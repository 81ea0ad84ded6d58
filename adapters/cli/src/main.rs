#![deny(
    unsafe_code,
    missing_docs,
    dead_code,
    unused_results,
    non_snake_case,
    unreachable_pub
)]

//! Command-line adapter that boots the Grid Walk experience.

mod config;
mod session;
mod terminal;

use std::{fs, io, path::PathBuf};

use anyhow::{Context, Result};
use clap::Parser;
use grid_walk_rendering::{Presentation, RenderingBackend};
use grid_walk_system_bootstrap::Bootstrap;
use log::info;

use crate::{
    config::CliConfig,
    session::{parse_moves, Session},
    terminal::TerminalBackend,
};

/// Walk a text-defined grid maze from its start cell to its goal.
#[derive(Debug, Parser)]
#[command(name = "grid-walk", version)]
struct Args {
    /// Level file holding the dimensions, cell codes and endpoint indices.
    level: PathBuf,
    /// TOML file overriding glyphs, key bindings and the log level.
    #[arg(long, value_name = "PATH")]
    config: Option<PathBuf>,
    /// Plays the moves (letters U, D, L, R) and prints the outcome instead of reading input.
    #[arg(long, value_name = "SCRIPT")]
    moves: Option<String>,
    /// Prints the scripted outcome as JSON.
    #[arg(long, requires = "moves")]
    json: bool,
}

/// Entry point for the Grid Walk command-line interface.
fn main() -> Result<()> {
    let args = Args::parse();
    let config = CliConfig::load(args.config.as_deref())?;
    env_logger::Builder::from_env(
        env_logger::Env::default().default_filter_or(config.log_level.as_str()),
    )
    .init();

    let level = fs::read_to_string(&args.level)
        .with_context(|| format!("failed to read level at {}", args.level.display()))?;
    let bootstrap = Bootstrap;
    let world = bootstrap
        .load(&level)
        .with_context(|| format!("failed to load level {}", args.level.display()))?;
    let banner = bootstrap.welcome_banner(&world).to_owned();
    info!("[Cli] loaded {}", args.level.display());

    let mut session = Session::new(world);
    let mut scene = session.scene()?;

    if let Some(script) = args.moves {
        let moves = parse_moves(&script)?;
        let summary = session.play_script(&moves, &mut scene);
        if args.json {
            println!("{}", serde_json::to_string_pretty(&summary)?);
        } else {
            for line in scene.render_lines(&config.glyphs) {
                println!("{line}");
            }
            for line in scene.status_lines() {
                println!("{line}");
            }
        }
        return Ok(());
    }

    let presentation = Presentation::new(banner, config.glyphs, scene);
    TerminalBackend::new(io::stdin().lock(), io::stdout(), config.keys)
        .run(presentation, move |input, scene| session.advance(input, scene))
}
- - -
[TASK ITEM] Line by line, repeat the material precisely.

[SOLVED PROBLEM]
repository 81ea0ad84ded6d58
filename adapters/cli/src/main.rs
#![deny(
    unsafe_code,
    missing_docs,
    dead_code,
    unused_results,
    non_snake_case,
    unreachable_pub
)]

//! Command-line adapter that boots the Grid Walk experience.

mod config;
mod session;
mod terminal;

use std::{fs, io, path::PathBuf};

use anyhow::{Context, Result};
use clap::Parser;
use grid_walk_rendering::{Presentation, RenderingBackend};
use grid_walk_system_bootstrap::Bootstrap;
use log::info;

use crate::{
    config::CliConfig,
    session::{parse_moves, Session},
    terminal::TerminalBackend,
};

/// Walk a text-defined grid maze from its start cell to its goal.
#[derive(Debug, Parser)]
#[command(name = "grid-walk", version)]
struct Args {
    /// Level file holding the dimensions, cell codes and endpoint indices.
    level: PathBuf,
    /// TOML file overriding glyphs, key bindings and the log level.
    #[arg(long, value_name = "PATH")]
    config: Option<PathBuf>,
    /// Plays the moves (letters U, D, L, R) and prints the outcome instead of reading input.
    #[arg(long, value_name = "SCRIPT")]
    moves: Option<String>,
    /// Prints the scripted outcome as JSON.
    #[arg(long, requires = "moves")]
    json: bool,
}

/// Entry point for the Grid Walk command-line interface.
fn main() -> Result<()> {
    let args = Args::parse();
    let config = CliConfig::load(args.config.as_deref())?;
    env_logger::Builder::from_env(
        env_logger::Env::default().default_filter_or(config.log_level.as_str()),
    )
    .init();

    let level = fs::read_to_string(&args.level)
        .with_context(|| format!("failed to read level at {}", args.level.display()))?;
    let bootstrap = Bootstrap;
    let world = bootstrap
        .load(&level)
        .with_context(|| format!("failed to load level {}", args.level.display()))?;
    let banner = bootstrap.welcome_banner(&world).to_owned();
    info!("[Cli] loaded {}", args.level.display());

    let mut session = Session::new(world);
    let mut scene = session.scene()?;

    if let Some(script) = args.moves {
        let moves = parse_moves(&script)?;
        let summary = session.play_script(&moves, &mut scene);
        if args.json {
            println!("{}", serde_json::to_string_pretty(&summary)?);
        } else {
            for line in scene.render_lines(&config.glyphs) {
                println!("{line}");
            }
            for line in scene.status_lines() {
                println!("{line}");
            }
        }
        return Ok(());
    }

    let presentation = Presentation::new(banner, config.glyphs, scene);
    TerminalBackend::new(io::stdin().lock(), io::stdout(), config.keys)
        .run(presentation, move |input, scene| session.advance(input, scene))
}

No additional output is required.